La Bièvre, dans son tracé historique, y était
totalement recouverte, encore réduite à un rôle
d’exutoire de certaines canalisations d’assainissement
non conformes, et de débordement des eaux de pluie, alors
que le flux issu de la Bièvre amont transitait par la station
d’épuration, pour contrôler le débit
renvoyé via la Bièvre vers la Seine. L’objectif
pour le Département était d’enrichir le parc
et ses abords d’une diversité d’habitats et
d’espèces, d’améliorer le cadre de vie
des riverains, tout en redonnant une place à la Bièvre
comme marqueur d’identité du territoire.
Gouvernance
À
l’issue des études d’opportunité menées,
le CD94 a identifié ce secteur pour une réouverture
de la Bièvre, en lien avec le parc sur lequel il était
pleinement compétent.
Dès le début des années 2000, en lien avec
ses partenaires, le CD94 a procédé aux acquisitions
foncières nécessaires pour rendre possible le projet,
et organisé la gouvernance complexe de celui-ci, associant
les communes directement concernées et la ville de Paris,
les services de l’État - pour l’autoroute notamment
-, le Syndicat en charge de l’assainissement…

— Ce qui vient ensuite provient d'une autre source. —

//! Static mapping from event signature hashes to event names.
//!
//! Hashes are keccak-256 of the episode contract event signatures.

/// Name reported for logs whose first topic is missing or unknown.
pub const UNKNOWN_EVENT: &str = "Unknown";

const TOPICS: &[(&str, &str)] = &[
    (
        "0x49f8fa5eee2e3f21251c2e968640dcaef35cb9332429eb059bb3cd56ddc2533d",
        "Joined",
    ),
    (
        "0xd8138f8a3f377c5259ca548e70e4c2de94f129f5a11036a15b69513cba2b426a",
        "Claimed",
    ),
    (
        "0xb94528ab6dc2c15743a47b933115b331b7beae78712677f1e345a9f1ae84bbd1",
        "SurplusWithdrawn",
    ),
    (
        "0xe8a97ea87e4388fa22d496b95a8ed5ced6717f49790318de2b928aaf37a021d8",
        "StateChanged",
    ),
    (
        "0xdabf623a6bec72ad159e2d9533e7149ec45bfc657e39f49fb6a9509852dc77dc",
        "Resolved",
    ),
    (
        "0x75cc96cb54501a78038256453f8b55cab83ae05b88fa55dfca8e8316e0cb8955",
        "EpisodeCreated",
    ),
];

/// Returns the event name for `topic`, ignoring hex case.
#[must_use]
pub fn event_name(topic: &str) -> &'static str {
    TOPICS
        .iter()
        .find(|(hash, _)| hash.eq_ignore_ascii_case(topic))
        .map_or(UNKNOWN_EVENT, |(_, name)| name)
}

/// Returns the event name for a log's topic list (first topic only).
#[must_use]
pub fn event_name_for(topics: &[String]) -> &'static str {
    topics.first().map_or(UNKNOWN_EVENT, |t| event_name(t))
}
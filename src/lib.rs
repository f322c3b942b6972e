//! # eventsure-gateway
//!
//! REST gateway for a parametric-insurance product: insurance episodes,
//! the risk pools that fund them, the transaction feed and aggregate
//! statistics. On-chain episode contracts are read through a block
//! explorer and user/episode associations live in a hosted database.
//!
//! ## Architecture
//!
//! ```text
//! Clients (HTTP)
//!     │
//!     ├── REST Handlers (api/)
//!     │
//!     ├── Services (service/)
//!     │
//!     ├── In-memory repositories (repository/, domain/)
//!     ├── BlockExplorer → Etherscan (chain/)
//!     └── TableStore → Supabase REST (persistence/)
//! ```

pub mod api;
pub mod app_state;
pub mod chain;
pub mod config;
pub mod domain;
pub mod error;
pub mod persistence;
pub mod repository;
pub mod seed;
pub mod service;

Suite à la prise de la compétence GEMAPI par la
Métropole du Grand Paris, le pilotage de ce projet a été
questionné. Pour gagner du temps sur ce projet déjà
bien avancé, la poursuite du projet a été
laissée au Département par la Métropole,
qui a co-financé le projet et permis de le mener à
bien.
La
période de concertation
Malgré
le précédent plutôt bien perçu du parc
des Prés à Fresnes, certaines réticences
étaient encore fortes face à ce projet de réouverture.

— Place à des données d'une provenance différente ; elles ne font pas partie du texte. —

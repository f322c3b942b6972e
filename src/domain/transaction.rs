//! On-chain transaction record.

use std::fmt;
use std::str::FromStr;

use chrono::{DateTime, Utc};
use serde::{Deserialize, Serialize};
use utoipa::ToSchema;

use super::catalog::UnknownVariant;
use super::entity_store::Entity;

/// What the transaction did.
#[derive(Debug, Clone, Copy, PartialEq, Eq, Hash, Serialize, Deserialize, ToSchema)]
#[serde(rename_all = "lowercase")]
pub enum TransactionType {
    /// Premium paid to join an episode.
    Purchase,
    /// Member claimed a payout.
    Claim,
    /// Payout sent to a member.
    Payout,
    /// Capital staked into a pool.
    Stake,
}

impl TransactionType {
    /// Returns the wire name of the type.
    #[must_use]
    pub const fn as_str(&self) -> &'static str {
        match self {
            Self::Purchase => "purchase",
            Self::Claim => "claim",
            Self::Payout => "payout",
            Self::Stake => "stake",
        }
    }
}

impl fmt::Display for TransactionType {
    fn fmt(&self, f: &mut fmt::Formatter<'_>) -> fmt::Result {
        f.write_str(self.as_str())
    }
}

impl FromStr for TransactionType {
    type Err = UnknownVariant;

    fn from_str(s: &str) -> Result<Self, Self::Err> {
        match s {
            "purchase" => Ok(Self::Purchase),
            "claim" => Ok(Self::Claim),
            "payout" => Ok(Self::Payout),
            "stake" => Ok(Self::Stake),
            other => Err(UnknownVariant::new("transaction type", other)),
        }
    }
}

/// Confirmation state of a transaction.
#[derive(Debug, Clone, Copy, PartialEq, Eq, Hash, Serialize, Deserialize, ToSchema)]
#[serde(rename_all = "lowercase")]
pub enum TransactionStatus {
    /// Submitted, not yet mined.
    Pending,
    /// Mined successfully.
    Confirmed,
    /// Reverted or dropped.
    Failed,
}

/// Required fields for creating a [`Transaction`].
#[derive(Debug, Clone)]
pub struct TransactionDraft {
    /// Transaction identifier.
    pub id: String,
    /// What the transaction did.
    pub tx_type: TransactionType,
    /// On-chain hash.
    pub hash: String,
    /// Sender address.
    pub address: String,
    /// Amount exactly as formatted on-chain (e.g. `"0.0125"`).
    pub amount: String,
    /// Currency code.
    pub currency: String,
    /// Block timestamp.
    pub timestamp: DateTime<Utc>,
    /// Block number.
    pub block_number: u64,
    /// Initial status.
    pub status: TransactionStatus,
}

/// A transaction touching an episode or pool.
///
/// Immutable after creation apart from its status and the three optional
/// correlation fields.
#[derive(Debug, Clone, PartialEq, Eq)]
pub struct Transaction {
    id: String,
    tx_type: TransactionType,
    hash: String,
    address: String,
    amount: String,
    currency: String,
    flight: Option<String>,
    event_id: Option<String>,
    pool_id: Option<String>,
    timestamp: DateTime<Utc>,
    block_number: u64,
    status: TransactionStatus,
}

impl Transaction {
    /// Creates a transaction with no correlation fields set.
    #[must_use]
    pub fn new(draft: TransactionDraft) -> Self {
        Self {
            id: draft.id,
            tx_type: draft.tx_type,
            hash: draft.hash,
            address: draft.address,
            amount: draft.amount,
            currency: draft.currency,
            flight: None,
            event_id: None,
            pool_id: None,
            timestamp: draft.timestamp,
            block_number: draft.block_number,
            status: draft.status,
        }
    }

    /// Transaction identifier.
    #[must_use]
    pub fn id(&self) -> &str {
        &self.id
    }

    /// What the transaction did.
    #[must_use]
    pub const fn tx_type(&self) -> TransactionType {
        self.tx_type
    }

    /// On-chain hash.
    #[must_use]
    pub fn hash(&self) -> &str {
        &self.hash
    }

    /// Sender address.
    #[must_use]
    pub fn address(&self) -> &str {
        &self.address
    }

    /// Amount string as formatted on-chain.
    #[must_use]
    pub fn amount(&self) -> &str {
        &self.amount
    }

    /// Currency code.
    #[must_use]
    pub fn currency(&self) -> &str {
        &self.currency
    }

    /// Flight number, when the transaction concerns one.
    #[must_use]
    pub fn flight(&self) -> Option<&str> {
        self.flight.as_deref()
    }

    /// Related episode id.
    #[must_use]
    pub fn event_id(&self) -> Option<&str> {
        self.event_id.as_deref()
    }

    /// Related pool id.
    #[must_use]
    pub fn pool_id(&self) -> Option<&str> {
        self.pool_id.as_deref()
    }

    /// Block timestamp.
    #[must_use]
    pub const fn timestamp(&self) -> DateTime<Utc> {
        self.timestamp
    }

    /// Block number.
    #[must_use]
    pub const fn block_number(&self) -> u64 {
        self.block_number
    }

    /// Confirmation status.
    #[must_use]
    pub const fn status(&self) -> TransactionStatus {
        self.status
    }

    /// Sets the flight number.
    pub fn set_flight(&mut self, flight: impl Into<String>) {
        self.flight = Some(flight.into());
    }

    /// Sets the related episode id.
    pub fn set_event_id(&mut self, event_id: impl Into<String>) {
        self.event_id = Some(event_id.into());
    }

    /// Sets the related pool id.
    pub fn set_pool_id(&mut self, pool_id: impl Into<String>) {
        self.pool_id = Some(pool_id.into());
    }

    /// Updates the confirmation status.
    pub fn update_status(&mut self, status: TransactionStatus) {
        self.status = status;
    }
}

impl Entity for Transaction {
    const KIND: &'static str = "transaction";

    fn id(&self) -> &str {
        &self.id
    }
}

La crainte des moustiques dans un espace si proche des habitations,
la nécessité d’abattre des peupliers, la conciliation
avec la circulation sur la route départementale…

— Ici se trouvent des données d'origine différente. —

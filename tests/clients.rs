//! HTTP collaborator clients exercised against a local stand-in server.

#![allow(clippy::panic, clippy::indexing_slicing)]

use std::collections::HashMap;
use std::sync::Arc;
use std::time::Duration;

use axum::extract::{Path, Query, State};
use axum::http::{HeaderMap, StatusCode};
use axum::response::IntoResponse;
use axum::routing::get;
use axum::{Json, Router};
use serde_json::{Value, json};
use tokio::net::TcpListener;
use tokio::sync::Mutex;

use eventsure_gateway::chain::etherscan::{EtherscanClient, EtherscanSettings};
use eventsure_gateway::chain::{BlockExplorer, SortOrder};
use eventsure_gateway::error::ExternalServiceError;
use eventsure_gateway::persistence::supabase::{SupabaseRestClient, SupabaseSettings};
use eventsure_gateway::persistence::{Row, TableStore};
use eventsure_gateway::repository::EpisodeRepository;
use eventsure_gateway::service::EpisodeService;

async fn serve(app: Router) -> String {
    let Ok(listener) = TcpListener::bind("127.0.0.1:0").await else {
        panic!("bind failed");
    };
    let Ok(addr) = listener.local_addr() else {
        panic!("no local addr");
    };
    tokio::spawn(async move {
        let _ = axum::serve(listener, app).await;
    });
    format!("http://{addr}")
}

// Etherscan stand-in

async fn etherscan_api(Query(params): Query<HashMap<String, String>>) -> Json<Value> {
    let param = |key: &str| params.get(key).map(String::as_str).unwrap_or_default();

    if param("apikey") != "key" || param("chainid") != "5000" {
        return Json(json!({"status": "0", "message": "NOTOK", "result": "Invalid API Key"}));
    }

    match (param("action"), param("address")) {
        ("txlistinternal", "0xfactory") => {
            assert_eq!(param("sort"), "desc");
            assert_eq!(param("endblock"), "9999999999");
            Json(json!({
                "status": "1",
                "message": "OK",
                "result": [{
                    "blockNumber": "100",
                    "timeStamp": "1736942400",
                    "hash": "0xparent",
                    "from": "0xfactory",
                    "to": "",
                    "value": "0",
                    "contractAddress": "0xepisode",
                    "input": "",
                    "type": "create",
                    "gas": "1",
                    "gasUsed": "1",
                    "traceId": "0",
                    "isError": "0",
                    "errCode": ""
                }]
            }))
        }
        ("txlistinternal", "0xbusyfactory") => {
            let page_size = param("offset").parse().unwrap_or(0_usize);
            let created: Vec<Value> = ["0xa", "0xb", "0xa", "0xc"]
                .into_iter()
                .take(page_size)
                .map(|address| json!({"contractAddress": address, "type": "create"}))
                .collect();
            Json(json!({"status": "1", "message": "OK", "result": created}))
        }
        ("txlistinternal", _) => Json(json!({
            "status": "0",
            "message": "No transactions found",
            "result": []
        })),
        ("getLogs", _) => {
            assert_eq!(param("toBlock"), "latest");
            Json(json!({
                "status": "1",
                "message": "OK",
                "result": [{
                    "address": "0xepisode",
                    "topics": ["0xdabf623a6bec72ad159e2d9533e7149ec45bfc657e39f49fb6a9509852dc77dc"],
                    "data": "0x01",
                    "blockNumber": "0x64",
                    "timeStamp": "0x6787b240",
                    "transactionHash": "0xtx"
                }]
            }))
        }
        _ => Json(json!({"status": "0", "message": "NOTOK", "result": "unknown action"})),
    }
}

async fn etherscan(api_key: &str) -> EtherscanClient {
    let base = serve(Router::new().route("/api", get(etherscan_api))).await;
    let Ok(client) = EtherscanClient::new(EtherscanSettings {
        api_key: api_key.to_string(),
        chain_id: "5000".to_string(),
        base_url: format!("{base}/api"),
        timeout: Duration::from_secs(5),
    }) else {
        panic!("client build failed");
    };
    client
}

#[tokio::test]
async fn etherscan_decodes_internal_transactions() {
    let client = etherscan("key").await;
    let Ok(calls) = client
        .internal_transactions("0xfactory", SortOrder::Desc)
        .await
    else {
        panic!("call failed");
    };
    assert_eq!(calls.len(), 1);
    assert_eq!(calls[0].contract_address, "0xepisode");
    assert_eq!(calls[0].call_type, "create");
}

#[tokio::test]
async fn factory_listing_reads_a_full_page() {
    let explorer: Arc<dyn BlockExplorer> = Arc::new(etherscan("key").await);
    let service = EpisodeService::new(
        Arc::new(EpisodeRepository::new()),
        Some(explorer),
        Some("0xbusyfactory".to_string()),
    );
    let Ok(listing) = service.get_all_episodes().await else {
        panic!("listing failed");
    };
    assert_eq!(listing.episodes, vec!["0xa", "0xb", "0xc"]);
}

#[tokio::test]
async fn etherscan_no_records_is_empty() {
    let client = etherscan("key").await;
    let Ok(calls) = client
        .internal_transactions("0xnobody", SortOrder::Desc)
        .await
    else {
        panic!("call failed");
    };
    assert!(calls.is_empty());
}

#[tokio::test]
async fn etherscan_decodes_logs() {
    let client = etherscan("key").await;
    let Ok(logs) = client.event_logs("0xepisode").await else {
        panic!("call failed");
    };
    assert_eq!(logs.len(), 1);
    assert_eq!(logs[0].block_number, "0x64");
    assert_eq!(logs[0].transaction_hash, "0xtx");
}

#[tokio::test]
async fn etherscan_remote_failure_carries_message() {
    let client = etherscan("wrong").await;
    let Err(ExternalServiceError::Remote { service, message }) = client.event_logs("0xa").await
    else {
        panic!("expected remote failure");
    };
    assert_eq!(service, "etherscan");
    assert!(message.contains("Invalid API Key"));
}

#[tokio::test]
async fn etherscan_transport_failure() {
    let Ok(client) = EtherscanClient::new(EtherscanSettings {
        api_key: "key".to_string(),
        chain_id: "1".to_string(),
        // Port 9 (discard) is not served locally.
        base_url: "http://127.0.0.1:9/api".to_string(),
        timeout: Duration::from_secs(2),
    }) else {
        panic!("client build failed");
    };
    assert!(matches!(
        client.event_logs("0xa").await,
        Err(ExternalServiceError::Transport { .. })
    ));
}

// Supabase stand-in

type Table = Arc<Mutex<Vec<Value>>>;

fn authorized(headers: &HeaderMap) -> bool {
    headers.get("apikey").and_then(|v| v.to_str().ok()) == Some("anon")
        && headers.get("authorization").and_then(|v| v.to_str().ok()) == Some("Bearer anon")
}

async fn insert_row(
    State(table): State<Table>,
    Path(name): Path<String>,
    headers: HeaderMap,
    Json(mut row): Json<Value>,
) -> impl IntoResponse {
    if !authorized(&headers) {
        return (StatusCode::UNAUTHORIZED, Json(json!({"message": "no key"})));
    }
    if name != "user_episodes" {
        return (
            StatusCode::INTERNAL_SERVER_ERROR,
            Json(json!({"message": "relation does not exist"})),
        );
    }
    if headers.get("prefer").and_then(|v| v.to_str().ok()) != Some("return=representation") {
        return (StatusCode::CREATED, Json(json!([])));
    }
    let mut rows = table.lock().await;
    row["id"] = json!(rows.len() + 1);
    row["created_at"] = json!("2025-01-15T12:00:00+00:00");
    rows.push(row.clone());
    (StatusCode::CREATED, Json(json!([row])))
}

async fn select_rows(
    State(table): State<Table>,
    headers: HeaderMap,
    Query(params): Query<HashMap<String, String>>,
) -> impl IntoResponse {
    if !authorized(&headers) {
        return (StatusCode::UNAUTHORIZED, Json(json!({"message": "no key"})));
    }
    assert_eq!(params.get("select").map(String::as_str), Some("*"));
    let rows = table.lock().await;
    let matching: Vec<Value> = rows
        .iter()
        .filter(|row| {
            params.iter().filter(|(k, _)| *k != "select").all(|(k, v)| {
                row[k.as_str()]
                    .as_str()
                    .is_some_and(|cell| v.strip_prefix("eq.") == Some(cell))
            })
        })
        .cloned()
        .collect();
    (StatusCode::OK, Json(Value::Array(matching)))
}

async fn supabase(api_key: &str) -> SupabaseRestClient {
    let app = Router::new()
        .route("/rest/v1/{table}", get(select_rows).post(insert_row))
        .with_state(Table::default());
    let base = serve(app).await;
    let Ok(client) = SupabaseRestClient::new(SupabaseSettings {
        project_url: format!("{base}/"),
        api_key: api_key.to_string(),
        timeout: Duration::from_secs(5),
    }) else {
        panic!("client build failed");
    };
    client
}

fn row(user: &str, episode: &str) -> Row {
    let mut row = Row::new();
    row.insert("user".to_string(), json!(user));
    row.insert("episode".to_string(), json!(episode));
    row
}

#[tokio::test]
async fn supabase_insert_returns_representation() {
    let client = supabase("anon").await;
    let Ok(rows) = client.insert("user_episodes", row("alice", "ke902")).await else {
        panic!("insert failed");
    };
    assert_eq!(rows.len(), 1);
    assert_eq!(rows[0]["id"], json!(1));
    assert_eq!(rows[0]["user"], json!("alice"));
}

#[tokio::test]
async fn supabase_select_filters_by_equality() {
    let client = supabase("anon").await;
    for (user, episode) in [("alice", "ke902"), ("bob", "ke902"), ("alice", "jejuTyphoon")] {
        let Ok(_) = client.insert("user_episodes", row(user, episode)).await else {
            panic!("insert failed");
        };
    }
    let Ok(alice) = client.select_where_eq("user_episodes", "user", "alice").await else {
        panic!("select failed");
    };
    assert_eq!(alice.len(), 2);

    let Ok(ke902) = client
        .select_where_eq("user_episodes", "episode", "ke902")
        .await
    else {
        panic!("select failed");
    };
    assert_eq!(ke902.len(), 2);
}

#[tokio::test]
async fn supabase_error_status_is_reported() {
    let client = supabase("anon").await;
    let Err(ExternalServiceError::UnexpectedStatus { status, body, .. }) =
        client.insert("missing", row("alice", "ke902")).await
    else {
        panic!("expected status error");
    };
    assert_eq!(status, 500);
    assert!(body.contains("relation does not exist"));

    let bad_key = supabase("other").await;
    assert!(matches!(
        bad_key.select_where_eq("user_episodes", "user", "alice").await,
        Err(ExternalServiceError::UnexpectedStatus { status: 401, .. })
    ));
}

ont notamment été des éléments nécessitant
des échanges soutenus avec les élus, riverains,
associations locales, telles que les Amis de la Bièvre,
et plus spécifiquement avec le commissaire enquêteur,
lors de l’enquête publique menée dans le cadre
de la demande d’autorisation de travaux au préfet.
Outre de nombreux ateliers et réunions publiques, des actions
participatives ont été menées telles que
des cafés citoyens, ou l’opération Mirages
en 2019 par le collectif Ricochets sous les pavés,
qui a permis à 200 participants de contribuer à
des ateliers de création artistiques sur le dalot, à
l’occasion de la prochaine ouverture de la Bièvre
à Arcueil-Gentilly.
Les
travaux
Au-delà
des contraintes liées à l’emprise limitée
dans un environnement urbain habité, le projet, qui prend
place en amont de Paris, est soumis à de fortes contraintes
hydrauliques.
Il s’agissait de conserver les mêmes capacités
hydrauliques dans l’aménagement du lit majeur de
la rivière que dans le tuyau d’assainissement préexistant,
soit un débit courant maximum de 500 l/s, et une capacité
de débordement maximum de 6000 l/s en cas de fortes pluies.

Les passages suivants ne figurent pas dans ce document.